## WHAT TO WORK ON
Keeping each line exactly as it is, output all of the records.

Collected data:
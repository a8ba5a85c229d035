pub mod batch;
pub mod batcher;
pub mod container;
pub mod worker;
pub mod worker_runtime;

pub use batch::*;
pub use batcher::*;
pub use container::*;
pub use worker::*;
pub use worker_runtime::*;
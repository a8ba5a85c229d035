use clap::{Parser, Subcommand};

#[derive(Parser, Debug)]
#[command(name = "modelgated", version, about = "modelgate inference daemon")]
pub struct Cli {
    #[command(subcommand)]
    pub command: Command,
}

#[derive(Subcommand, Debug)]
pub enum Command {
    /// Start the inference server
    Serve {
        /// Model repository directory
        #[arg(long, default_value = "models")]
        repository: String,

        /// Log level (RUST_LOG)
        #[arg(long, default_value = "info")]
        log: String,

        /// Skip loading models already present in the repository
        #[arg(long)]
        no_load_existing: bool,

        /// Poll the repository for descriptor changes
        #[arg(long)]
        monitor: bool,

        /// Repository poll interval in milliseconds
        #[arg(long, default_value_t = 1000)]
        monitor_interval_ms: u64,
    },
}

## RESPONSE TO THIS TASK
repository a8ba5a85c229d035
pub mod batch;
pub mod batcher;
pub mod container;
pub mod worker;
pub mod worker_runtime;

pub use batch::*;
pub use batcher::*;
pub use container::*;
pub use worker::*;
pub use worker_runtime::*;
repository a8ba5a85c229d035
use clap::{Parser, Subcommand};

#[derive(Parser, Debug)]
#[command(name = "modelgated", version, about = "modelgate inference daemon")]
pub struct Cli {
    #[command(subcommand)]
    pub command: Command,
}

#[derive(Subcommand, Debug)]
pub enum Command {
    /// Start the inference server
    Serve {
        /// Model repository directory
        #[arg(long, default_value = "models")]
        repository: String,

        /// Log level (RUST_LOG)
        #[arg(long, default_value = "info")]
        log: String,

        /// Skip loading models already present in the repository
        #[arg(long)]
        no_load_existing: bool,

        /// Poll the repository for descriptor changes
        #[arg(long)]
        monitor: bool,

        /// Repository poll interval in milliseconds
        #[arg(long, default_value_t = 1000)]
        monitor_interval_ms: u64,
    },
}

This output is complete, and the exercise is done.